The expected answer comprises all lines from the entries that contain the string "const".

Study material below:

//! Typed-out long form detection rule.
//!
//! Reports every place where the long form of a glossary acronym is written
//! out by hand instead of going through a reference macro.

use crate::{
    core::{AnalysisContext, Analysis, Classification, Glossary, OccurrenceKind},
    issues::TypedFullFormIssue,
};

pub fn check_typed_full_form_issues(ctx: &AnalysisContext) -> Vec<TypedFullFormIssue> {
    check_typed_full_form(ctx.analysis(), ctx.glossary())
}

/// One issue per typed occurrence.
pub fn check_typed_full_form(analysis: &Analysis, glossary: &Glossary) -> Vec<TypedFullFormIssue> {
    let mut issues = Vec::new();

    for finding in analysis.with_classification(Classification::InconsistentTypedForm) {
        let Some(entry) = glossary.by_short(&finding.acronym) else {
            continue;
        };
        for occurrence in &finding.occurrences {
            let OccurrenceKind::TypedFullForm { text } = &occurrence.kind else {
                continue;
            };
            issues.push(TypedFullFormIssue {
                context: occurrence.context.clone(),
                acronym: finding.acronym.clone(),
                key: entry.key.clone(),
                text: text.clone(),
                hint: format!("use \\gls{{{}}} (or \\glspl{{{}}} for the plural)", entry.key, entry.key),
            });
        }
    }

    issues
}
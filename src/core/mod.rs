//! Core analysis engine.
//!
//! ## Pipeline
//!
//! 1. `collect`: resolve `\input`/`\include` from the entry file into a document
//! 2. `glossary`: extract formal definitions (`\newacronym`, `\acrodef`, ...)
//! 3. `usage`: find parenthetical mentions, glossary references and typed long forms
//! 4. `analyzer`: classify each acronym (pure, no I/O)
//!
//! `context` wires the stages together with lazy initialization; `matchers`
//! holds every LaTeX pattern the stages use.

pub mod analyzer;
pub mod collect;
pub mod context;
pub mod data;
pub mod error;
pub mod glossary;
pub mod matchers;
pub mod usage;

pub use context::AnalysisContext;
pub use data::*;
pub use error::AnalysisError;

End of Study material.
Study material below:

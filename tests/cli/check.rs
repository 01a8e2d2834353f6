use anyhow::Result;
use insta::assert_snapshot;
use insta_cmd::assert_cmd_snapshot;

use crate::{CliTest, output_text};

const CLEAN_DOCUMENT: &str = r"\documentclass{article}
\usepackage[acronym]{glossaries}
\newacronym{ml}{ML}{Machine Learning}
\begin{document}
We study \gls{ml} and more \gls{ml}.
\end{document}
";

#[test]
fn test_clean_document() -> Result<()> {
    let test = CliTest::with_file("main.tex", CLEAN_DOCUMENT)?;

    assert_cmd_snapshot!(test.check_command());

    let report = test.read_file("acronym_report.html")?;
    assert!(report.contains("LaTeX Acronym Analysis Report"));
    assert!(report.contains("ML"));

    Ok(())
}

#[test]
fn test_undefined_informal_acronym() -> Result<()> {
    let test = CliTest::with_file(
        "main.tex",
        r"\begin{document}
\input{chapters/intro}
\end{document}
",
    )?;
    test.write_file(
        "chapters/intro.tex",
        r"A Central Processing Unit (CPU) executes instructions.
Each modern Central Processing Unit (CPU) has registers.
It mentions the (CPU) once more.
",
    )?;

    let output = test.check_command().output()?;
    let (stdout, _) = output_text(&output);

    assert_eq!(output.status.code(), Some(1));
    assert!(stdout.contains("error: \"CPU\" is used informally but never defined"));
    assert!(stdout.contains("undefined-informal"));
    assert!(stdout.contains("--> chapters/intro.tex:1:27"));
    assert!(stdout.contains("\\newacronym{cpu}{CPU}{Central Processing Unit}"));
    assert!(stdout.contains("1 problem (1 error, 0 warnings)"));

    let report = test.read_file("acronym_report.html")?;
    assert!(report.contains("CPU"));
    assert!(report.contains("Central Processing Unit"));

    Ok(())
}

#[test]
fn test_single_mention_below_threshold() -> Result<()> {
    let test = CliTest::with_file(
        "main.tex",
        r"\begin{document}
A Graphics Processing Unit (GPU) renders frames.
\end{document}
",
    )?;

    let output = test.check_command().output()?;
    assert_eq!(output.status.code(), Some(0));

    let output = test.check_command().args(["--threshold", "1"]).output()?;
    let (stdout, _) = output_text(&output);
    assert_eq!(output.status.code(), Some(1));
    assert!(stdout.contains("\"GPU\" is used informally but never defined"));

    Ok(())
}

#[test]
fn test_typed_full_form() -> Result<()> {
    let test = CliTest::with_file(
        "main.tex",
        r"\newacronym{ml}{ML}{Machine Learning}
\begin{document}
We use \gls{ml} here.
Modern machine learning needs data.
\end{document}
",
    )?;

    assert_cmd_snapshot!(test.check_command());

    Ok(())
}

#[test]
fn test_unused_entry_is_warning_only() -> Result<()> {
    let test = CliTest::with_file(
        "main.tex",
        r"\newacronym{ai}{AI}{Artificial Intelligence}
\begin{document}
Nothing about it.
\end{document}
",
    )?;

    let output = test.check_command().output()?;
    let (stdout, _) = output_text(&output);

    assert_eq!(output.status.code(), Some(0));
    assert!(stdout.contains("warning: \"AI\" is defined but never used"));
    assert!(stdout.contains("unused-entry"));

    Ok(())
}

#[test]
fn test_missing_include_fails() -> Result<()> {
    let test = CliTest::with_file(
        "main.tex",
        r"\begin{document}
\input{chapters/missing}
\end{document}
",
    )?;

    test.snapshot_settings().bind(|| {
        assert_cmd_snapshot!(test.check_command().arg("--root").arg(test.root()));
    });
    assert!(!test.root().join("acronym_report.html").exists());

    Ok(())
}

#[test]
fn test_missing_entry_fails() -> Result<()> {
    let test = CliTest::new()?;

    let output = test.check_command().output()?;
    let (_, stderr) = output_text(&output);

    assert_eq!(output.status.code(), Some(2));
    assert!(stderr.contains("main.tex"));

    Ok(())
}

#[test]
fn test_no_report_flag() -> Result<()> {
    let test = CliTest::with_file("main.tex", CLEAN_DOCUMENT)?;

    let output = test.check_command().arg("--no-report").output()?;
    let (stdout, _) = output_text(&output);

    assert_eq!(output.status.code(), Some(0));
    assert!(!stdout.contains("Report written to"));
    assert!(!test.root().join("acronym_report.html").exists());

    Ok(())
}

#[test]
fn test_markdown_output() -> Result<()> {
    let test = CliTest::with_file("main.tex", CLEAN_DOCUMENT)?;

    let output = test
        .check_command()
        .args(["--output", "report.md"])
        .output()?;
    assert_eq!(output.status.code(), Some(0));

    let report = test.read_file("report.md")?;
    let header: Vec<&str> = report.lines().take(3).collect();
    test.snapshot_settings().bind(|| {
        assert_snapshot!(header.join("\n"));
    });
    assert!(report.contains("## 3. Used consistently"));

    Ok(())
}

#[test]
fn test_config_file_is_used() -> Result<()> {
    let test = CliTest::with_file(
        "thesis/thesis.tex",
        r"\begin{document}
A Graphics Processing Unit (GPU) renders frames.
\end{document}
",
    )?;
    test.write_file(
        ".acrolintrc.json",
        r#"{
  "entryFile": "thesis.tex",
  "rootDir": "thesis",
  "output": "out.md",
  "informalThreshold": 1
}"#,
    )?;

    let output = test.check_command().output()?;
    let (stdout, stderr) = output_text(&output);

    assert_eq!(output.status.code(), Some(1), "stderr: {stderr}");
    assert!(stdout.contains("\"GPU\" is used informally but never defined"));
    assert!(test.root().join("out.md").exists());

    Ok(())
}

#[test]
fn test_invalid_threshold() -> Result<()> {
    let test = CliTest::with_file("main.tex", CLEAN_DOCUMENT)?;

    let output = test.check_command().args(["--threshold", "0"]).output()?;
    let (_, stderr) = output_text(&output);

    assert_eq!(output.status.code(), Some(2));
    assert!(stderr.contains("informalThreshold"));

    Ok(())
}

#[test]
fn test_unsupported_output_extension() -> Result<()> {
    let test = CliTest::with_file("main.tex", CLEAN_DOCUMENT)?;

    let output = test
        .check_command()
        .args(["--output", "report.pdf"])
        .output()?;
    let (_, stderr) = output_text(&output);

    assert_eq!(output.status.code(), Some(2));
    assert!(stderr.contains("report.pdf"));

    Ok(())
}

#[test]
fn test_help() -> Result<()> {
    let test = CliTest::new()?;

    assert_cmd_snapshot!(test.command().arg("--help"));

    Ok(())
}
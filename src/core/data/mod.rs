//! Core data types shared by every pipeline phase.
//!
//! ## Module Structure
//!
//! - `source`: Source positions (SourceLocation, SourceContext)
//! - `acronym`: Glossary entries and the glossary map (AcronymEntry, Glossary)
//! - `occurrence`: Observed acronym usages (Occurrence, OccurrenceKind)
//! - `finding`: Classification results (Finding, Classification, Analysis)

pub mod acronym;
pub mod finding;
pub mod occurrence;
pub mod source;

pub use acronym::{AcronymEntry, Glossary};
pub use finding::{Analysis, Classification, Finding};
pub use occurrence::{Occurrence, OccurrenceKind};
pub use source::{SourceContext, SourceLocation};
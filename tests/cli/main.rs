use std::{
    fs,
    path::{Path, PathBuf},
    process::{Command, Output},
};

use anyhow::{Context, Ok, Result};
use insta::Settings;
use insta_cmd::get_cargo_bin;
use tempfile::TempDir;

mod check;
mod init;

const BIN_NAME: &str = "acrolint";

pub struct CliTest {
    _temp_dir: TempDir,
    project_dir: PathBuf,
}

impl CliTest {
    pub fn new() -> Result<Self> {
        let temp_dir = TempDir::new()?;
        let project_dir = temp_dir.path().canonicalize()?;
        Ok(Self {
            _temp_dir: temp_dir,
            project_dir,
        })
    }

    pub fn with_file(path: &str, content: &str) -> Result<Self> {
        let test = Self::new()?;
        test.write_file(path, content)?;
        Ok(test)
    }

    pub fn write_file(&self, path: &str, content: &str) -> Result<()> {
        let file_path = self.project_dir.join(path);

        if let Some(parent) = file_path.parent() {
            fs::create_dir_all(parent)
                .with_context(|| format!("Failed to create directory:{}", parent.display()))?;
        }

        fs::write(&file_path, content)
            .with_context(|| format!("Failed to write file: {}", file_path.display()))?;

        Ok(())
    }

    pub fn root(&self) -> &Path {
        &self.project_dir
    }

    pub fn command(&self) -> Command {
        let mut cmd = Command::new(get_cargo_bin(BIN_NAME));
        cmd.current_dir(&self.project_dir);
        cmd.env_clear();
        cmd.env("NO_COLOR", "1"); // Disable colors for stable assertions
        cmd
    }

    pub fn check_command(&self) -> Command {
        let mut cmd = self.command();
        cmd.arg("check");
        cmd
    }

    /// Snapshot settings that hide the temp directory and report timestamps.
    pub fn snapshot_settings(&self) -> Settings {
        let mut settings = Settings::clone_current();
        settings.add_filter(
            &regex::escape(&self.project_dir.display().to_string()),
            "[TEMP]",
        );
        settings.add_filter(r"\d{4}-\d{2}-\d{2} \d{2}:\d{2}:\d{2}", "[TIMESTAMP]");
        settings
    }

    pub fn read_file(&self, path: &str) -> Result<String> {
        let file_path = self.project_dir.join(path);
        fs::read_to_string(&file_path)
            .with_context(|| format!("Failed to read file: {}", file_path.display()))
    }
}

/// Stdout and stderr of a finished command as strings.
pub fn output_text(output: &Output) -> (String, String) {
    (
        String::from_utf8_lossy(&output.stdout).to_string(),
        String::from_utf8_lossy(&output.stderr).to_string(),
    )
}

End of Study material.
Study material below:

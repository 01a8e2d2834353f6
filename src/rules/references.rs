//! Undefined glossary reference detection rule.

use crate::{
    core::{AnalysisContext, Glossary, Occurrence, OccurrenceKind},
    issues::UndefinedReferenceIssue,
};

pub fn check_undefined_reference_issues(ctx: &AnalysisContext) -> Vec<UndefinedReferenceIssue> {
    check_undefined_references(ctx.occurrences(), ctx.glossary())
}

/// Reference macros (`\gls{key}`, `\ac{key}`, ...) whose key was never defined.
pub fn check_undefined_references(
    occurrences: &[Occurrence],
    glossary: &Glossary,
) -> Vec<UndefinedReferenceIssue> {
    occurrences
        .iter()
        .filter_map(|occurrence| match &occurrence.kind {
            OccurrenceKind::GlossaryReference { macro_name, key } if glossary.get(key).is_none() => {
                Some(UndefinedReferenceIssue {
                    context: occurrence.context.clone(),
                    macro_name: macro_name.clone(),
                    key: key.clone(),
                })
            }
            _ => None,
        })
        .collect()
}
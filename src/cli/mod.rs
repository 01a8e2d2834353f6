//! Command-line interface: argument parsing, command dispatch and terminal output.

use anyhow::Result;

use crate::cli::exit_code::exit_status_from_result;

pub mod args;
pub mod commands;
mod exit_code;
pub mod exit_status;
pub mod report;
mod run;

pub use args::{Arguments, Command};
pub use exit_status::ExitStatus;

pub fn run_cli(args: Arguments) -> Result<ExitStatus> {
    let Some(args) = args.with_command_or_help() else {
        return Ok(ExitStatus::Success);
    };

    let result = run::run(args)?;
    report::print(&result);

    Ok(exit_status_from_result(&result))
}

End of Study material.

→ **Answer**:
const CLEAN_DOCUMENT: &str = r"\documentclass{article}
const BIN_NAME: &str = "acrolint";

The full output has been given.